Staphylococcus aureus is a leading cause of hospital-acquired infections in the United States. The rapid emergence of multidrug-resistant strains has created an urgent need for new antibiotics. S. aureus and other Gram-positive pathogens use sortase enzymes to display surface virulence factors to promote infections. Compounds that inhibit sortase might therefore function as potent anti-infective agents. This dissertation focuses on the discovery of sortase A (SrtA) inhibitors, as well as more fundamental studies of the mechanism of catalysis. Both structural (NMR) and in silico approaches were used for inhibitor development, which resulted in the discovery of a very potent pyridazinone class compound that effectively inhibits S. aureus SrtA at nanomolar concentrations. This compound and its related derivatives also inhibit Bacillus anthracis SrtA, but they are not toxic to human cells.

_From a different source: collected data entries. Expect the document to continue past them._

//! Plugin Mirror Library
//!
//! Mirrors a JetBrains-style plugin repository into a local directory tree
//! that can be served as a custom plugin repository.
//!
//! # Architecture
//!
//! The library is organized into the following modules:
//! - [`slug`] - Filesystem-safe names for categories and plugins
//! - [`version`] - Build identifiers and compatibility ranges
//! - [`model`] - Repository listing model and its XML form
//! - [`transport`] - Rate-limited, retrying, redirect-following HTTP
//! - [`client`] - Typed access to the repository endpoints
//! - [`merge`] - Deduplicating merge of several listings
//! - [`mirror`] - Download orchestration and the output manifest
//! - [`session`] - End-to-end pipeline and its report
//! - [`config`] - Session configuration and validation

// Clippy lints - strict for library code
#![deny(clippy::unwrap_used)]
#![deny(clippy::expect_used)]
#![warn(clippy::pedantic)]
#![allow(clippy::module_name_repetitions)]

pub mod client;
pub mod config;
pub mod merge;
pub mod mirror;
pub mod model;
pub mod session;
pub mod slug;
pub mod transport;
pub mod user_agent;
pub mod version;

#[cfg(test)]
pub(crate) mod test_support;

// Re-export commonly used types
pub use client::{ClientError, DEFAULT_BASE_URL, PluginRepositoryClient};
pub use config::{ConfigError, MirrorConfig};
pub use merge::merge_repositories;
pub use mirror::{
    DEFAULT_BATCH_SIZE, DownloadAction, DownloadOutcome, ErrorKind, MirrorEngine, MirrorLayout,
    MirrorStats,
};
pub use model::{Category, ManifestError, Plugin, Repository};
pub use session::{BuildFailure, MirrorReport, MirrorSession, ReleaseFailure, SessionError};
pub use slug::slugify;
pub use transport::{
    DEFAULT_MAX_RETRIES, DEFAULT_RATE_LIMIT, HttpTransport, RateLimiter, ReqwestTransport,
    ResilientTransport, RetryPolicy, TransportError,
};
pub use version::{BuildVersion, VersionError, VersionRange};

Therefore, they are promising leads for further development into a therapeutic. To gain insights into the sortase catalytic mechanism, I also determined the 3D structure of the B. anthracis SrtA bound to a substrate analog using NMR methods. The structure reveals a novel N-terminal extension that regulates substrate entry, and a substrate-induced disorder to order transition of one of the active site loops. Ultimately, this new structural information may be useful in guiding the design of pan-sortase inhibitors that can be used to treat a broad spectrum of bacterial infections.